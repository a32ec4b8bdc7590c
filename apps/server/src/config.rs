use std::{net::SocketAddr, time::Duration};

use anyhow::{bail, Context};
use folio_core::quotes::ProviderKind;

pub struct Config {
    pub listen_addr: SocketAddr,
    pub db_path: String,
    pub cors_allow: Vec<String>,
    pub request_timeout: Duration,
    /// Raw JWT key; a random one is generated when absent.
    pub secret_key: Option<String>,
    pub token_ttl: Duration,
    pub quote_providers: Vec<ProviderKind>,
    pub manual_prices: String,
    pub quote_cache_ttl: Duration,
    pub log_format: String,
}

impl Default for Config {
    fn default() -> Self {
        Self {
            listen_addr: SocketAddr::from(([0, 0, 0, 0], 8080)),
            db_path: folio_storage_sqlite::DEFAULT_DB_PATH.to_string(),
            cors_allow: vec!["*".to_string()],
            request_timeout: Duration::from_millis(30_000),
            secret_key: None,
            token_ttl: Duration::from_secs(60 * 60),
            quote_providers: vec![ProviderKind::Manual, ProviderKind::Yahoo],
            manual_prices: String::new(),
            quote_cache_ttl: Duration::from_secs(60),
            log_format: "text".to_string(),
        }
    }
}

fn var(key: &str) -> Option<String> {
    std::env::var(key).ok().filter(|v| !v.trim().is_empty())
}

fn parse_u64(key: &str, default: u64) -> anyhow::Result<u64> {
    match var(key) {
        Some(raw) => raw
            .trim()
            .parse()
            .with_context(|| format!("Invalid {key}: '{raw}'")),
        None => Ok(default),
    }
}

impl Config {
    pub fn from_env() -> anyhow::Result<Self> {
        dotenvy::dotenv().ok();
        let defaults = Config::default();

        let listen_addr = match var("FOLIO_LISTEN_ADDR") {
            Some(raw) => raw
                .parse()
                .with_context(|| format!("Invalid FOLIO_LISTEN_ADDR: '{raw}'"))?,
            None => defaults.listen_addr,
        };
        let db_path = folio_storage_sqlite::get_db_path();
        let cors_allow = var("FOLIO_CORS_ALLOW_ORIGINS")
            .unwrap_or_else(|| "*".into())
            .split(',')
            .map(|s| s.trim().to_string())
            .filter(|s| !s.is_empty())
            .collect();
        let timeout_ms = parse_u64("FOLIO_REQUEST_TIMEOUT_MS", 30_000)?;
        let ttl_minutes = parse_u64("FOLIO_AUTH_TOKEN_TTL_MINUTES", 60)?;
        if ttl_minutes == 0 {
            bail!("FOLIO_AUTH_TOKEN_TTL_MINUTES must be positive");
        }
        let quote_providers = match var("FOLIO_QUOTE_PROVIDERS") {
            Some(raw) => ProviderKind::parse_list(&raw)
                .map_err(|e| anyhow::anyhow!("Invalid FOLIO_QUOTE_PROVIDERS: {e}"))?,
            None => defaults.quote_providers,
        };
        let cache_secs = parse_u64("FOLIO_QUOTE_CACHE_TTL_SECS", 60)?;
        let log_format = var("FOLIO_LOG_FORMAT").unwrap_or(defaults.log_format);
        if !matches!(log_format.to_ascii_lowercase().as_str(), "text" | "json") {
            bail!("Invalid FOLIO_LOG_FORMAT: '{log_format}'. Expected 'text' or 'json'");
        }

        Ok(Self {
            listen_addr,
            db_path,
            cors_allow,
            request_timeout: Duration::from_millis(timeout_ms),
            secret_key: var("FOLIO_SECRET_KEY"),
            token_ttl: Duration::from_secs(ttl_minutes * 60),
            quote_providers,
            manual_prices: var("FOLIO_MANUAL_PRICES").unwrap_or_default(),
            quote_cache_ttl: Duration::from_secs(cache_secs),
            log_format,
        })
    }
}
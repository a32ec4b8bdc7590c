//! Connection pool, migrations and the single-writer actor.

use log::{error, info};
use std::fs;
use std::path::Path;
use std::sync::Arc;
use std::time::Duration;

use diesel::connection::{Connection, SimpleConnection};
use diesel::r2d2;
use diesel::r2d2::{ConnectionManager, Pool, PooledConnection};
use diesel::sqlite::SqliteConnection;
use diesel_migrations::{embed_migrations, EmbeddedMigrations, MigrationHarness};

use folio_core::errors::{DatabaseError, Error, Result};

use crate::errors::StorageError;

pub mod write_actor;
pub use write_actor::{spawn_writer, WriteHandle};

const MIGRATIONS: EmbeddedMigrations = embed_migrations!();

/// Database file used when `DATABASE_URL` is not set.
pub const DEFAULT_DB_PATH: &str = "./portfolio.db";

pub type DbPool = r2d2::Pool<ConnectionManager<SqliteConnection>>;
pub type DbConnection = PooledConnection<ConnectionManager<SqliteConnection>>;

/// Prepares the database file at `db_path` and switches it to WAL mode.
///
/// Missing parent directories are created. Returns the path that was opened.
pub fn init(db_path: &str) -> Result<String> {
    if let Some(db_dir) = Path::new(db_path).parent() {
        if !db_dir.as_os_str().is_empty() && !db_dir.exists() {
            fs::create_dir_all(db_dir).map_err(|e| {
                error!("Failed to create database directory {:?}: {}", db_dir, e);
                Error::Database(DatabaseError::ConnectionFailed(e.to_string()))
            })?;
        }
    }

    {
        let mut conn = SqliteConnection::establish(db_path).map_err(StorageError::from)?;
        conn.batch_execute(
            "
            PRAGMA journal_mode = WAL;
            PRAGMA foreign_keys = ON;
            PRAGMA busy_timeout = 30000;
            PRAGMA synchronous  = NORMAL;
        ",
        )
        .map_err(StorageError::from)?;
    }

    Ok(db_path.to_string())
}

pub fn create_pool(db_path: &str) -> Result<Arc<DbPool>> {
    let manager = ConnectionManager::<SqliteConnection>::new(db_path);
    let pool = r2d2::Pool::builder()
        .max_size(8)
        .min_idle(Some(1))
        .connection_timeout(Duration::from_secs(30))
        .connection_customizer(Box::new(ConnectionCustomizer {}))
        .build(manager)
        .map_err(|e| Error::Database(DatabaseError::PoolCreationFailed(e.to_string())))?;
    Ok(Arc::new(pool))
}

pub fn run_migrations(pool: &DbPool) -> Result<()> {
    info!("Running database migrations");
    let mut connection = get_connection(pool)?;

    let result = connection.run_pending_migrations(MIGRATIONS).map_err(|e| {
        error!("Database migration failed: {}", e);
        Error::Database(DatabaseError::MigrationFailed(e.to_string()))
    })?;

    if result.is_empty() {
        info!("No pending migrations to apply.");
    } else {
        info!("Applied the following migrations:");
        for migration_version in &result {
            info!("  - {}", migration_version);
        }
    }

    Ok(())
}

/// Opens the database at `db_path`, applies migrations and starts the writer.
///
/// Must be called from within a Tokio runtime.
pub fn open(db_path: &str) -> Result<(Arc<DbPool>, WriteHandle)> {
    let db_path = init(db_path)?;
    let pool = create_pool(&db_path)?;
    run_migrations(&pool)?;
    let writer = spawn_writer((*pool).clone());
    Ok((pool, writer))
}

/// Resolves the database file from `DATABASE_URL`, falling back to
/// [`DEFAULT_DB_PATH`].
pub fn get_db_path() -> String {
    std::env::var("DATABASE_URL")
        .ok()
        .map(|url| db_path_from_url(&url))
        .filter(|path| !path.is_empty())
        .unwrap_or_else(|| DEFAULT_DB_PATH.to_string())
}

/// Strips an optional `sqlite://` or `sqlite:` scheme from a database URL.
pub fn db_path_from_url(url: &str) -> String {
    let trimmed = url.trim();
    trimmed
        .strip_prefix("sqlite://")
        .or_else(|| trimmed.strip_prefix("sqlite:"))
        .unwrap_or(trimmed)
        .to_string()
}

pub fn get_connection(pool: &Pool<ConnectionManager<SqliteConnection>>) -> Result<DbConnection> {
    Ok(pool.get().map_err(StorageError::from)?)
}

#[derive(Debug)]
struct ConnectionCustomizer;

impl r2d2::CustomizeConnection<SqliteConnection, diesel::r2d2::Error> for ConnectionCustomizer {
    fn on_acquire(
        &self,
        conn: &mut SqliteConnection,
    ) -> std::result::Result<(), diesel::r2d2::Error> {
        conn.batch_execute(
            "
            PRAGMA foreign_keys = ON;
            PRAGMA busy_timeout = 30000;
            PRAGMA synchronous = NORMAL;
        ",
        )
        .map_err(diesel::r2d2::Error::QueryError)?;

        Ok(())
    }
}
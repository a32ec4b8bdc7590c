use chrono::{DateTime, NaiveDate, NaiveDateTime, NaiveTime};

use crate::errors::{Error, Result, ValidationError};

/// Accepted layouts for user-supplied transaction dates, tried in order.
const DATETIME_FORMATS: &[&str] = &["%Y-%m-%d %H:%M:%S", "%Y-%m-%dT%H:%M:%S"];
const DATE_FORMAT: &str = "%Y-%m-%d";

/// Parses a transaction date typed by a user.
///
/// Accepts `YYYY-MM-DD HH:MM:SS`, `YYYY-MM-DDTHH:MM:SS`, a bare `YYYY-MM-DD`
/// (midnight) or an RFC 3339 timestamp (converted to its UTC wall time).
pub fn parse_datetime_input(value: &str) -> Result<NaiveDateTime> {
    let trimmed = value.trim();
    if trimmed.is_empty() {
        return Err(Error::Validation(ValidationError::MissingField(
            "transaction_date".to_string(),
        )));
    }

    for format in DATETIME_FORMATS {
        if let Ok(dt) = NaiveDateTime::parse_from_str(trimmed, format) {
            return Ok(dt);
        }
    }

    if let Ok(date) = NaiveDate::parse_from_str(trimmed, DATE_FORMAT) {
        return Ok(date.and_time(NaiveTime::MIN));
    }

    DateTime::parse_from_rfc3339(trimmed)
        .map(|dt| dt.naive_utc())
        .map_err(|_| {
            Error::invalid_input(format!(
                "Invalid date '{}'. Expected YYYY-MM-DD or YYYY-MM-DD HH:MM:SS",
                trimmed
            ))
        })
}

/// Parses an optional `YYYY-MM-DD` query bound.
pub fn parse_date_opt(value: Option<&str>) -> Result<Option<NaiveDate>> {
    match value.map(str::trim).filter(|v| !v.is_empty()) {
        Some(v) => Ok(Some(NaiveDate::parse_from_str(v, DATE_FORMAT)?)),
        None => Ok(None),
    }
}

────────────────

Exactly the lines from the one containing "pub fn parse_datetime_input(value: &str)" through the end of the listing should be reproduced, both ends included and nothing more.

pub fn parse_datetime_input(value: &str) -> Result<NaiveDateTime> {
    let trimmed = value.trim();
    if trimmed.is_empty() {
        return Err(Error::Validation(ValidationError::MissingField(
            "transaction_date".to_string(),
        )));
    }

    for format in DATETIME_FORMATS {
        if let Ok(dt) = NaiveDateTime::parse_from_str(trimmed, format) {
            return Ok(dt);
        }
    }

    if let Ok(date) = NaiveDate::parse_from_str(trimmed, DATE_FORMAT) {
        return Ok(date.and_time(NaiveTime::MIN));
    }

    DateTime::parse_from_rfc3339(trimmed)
        .map(|dt| dt.naive_utc())
        .map_err(|_| {
            Error::invalid_input(format!(
                "Invalid date '{}'. Expected YYYY-MM-DD or YYYY-MM-DD HH:MM:SS",
                trimmed
            ))
        })
}

/// Parses an optional `YYYY-MM-DD` query bound.
pub fn parse_date_opt(value: Option<&str>) -> Result<Option<NaiveDate>> {
    match value.map(str::trim).filter(|v| !v.is_empty()) {
        Some(v) => Ok(Some(NaiveDate::parse_from_str(v, DATE_FORMAT)?)),
        None => Ok(None),
    }
}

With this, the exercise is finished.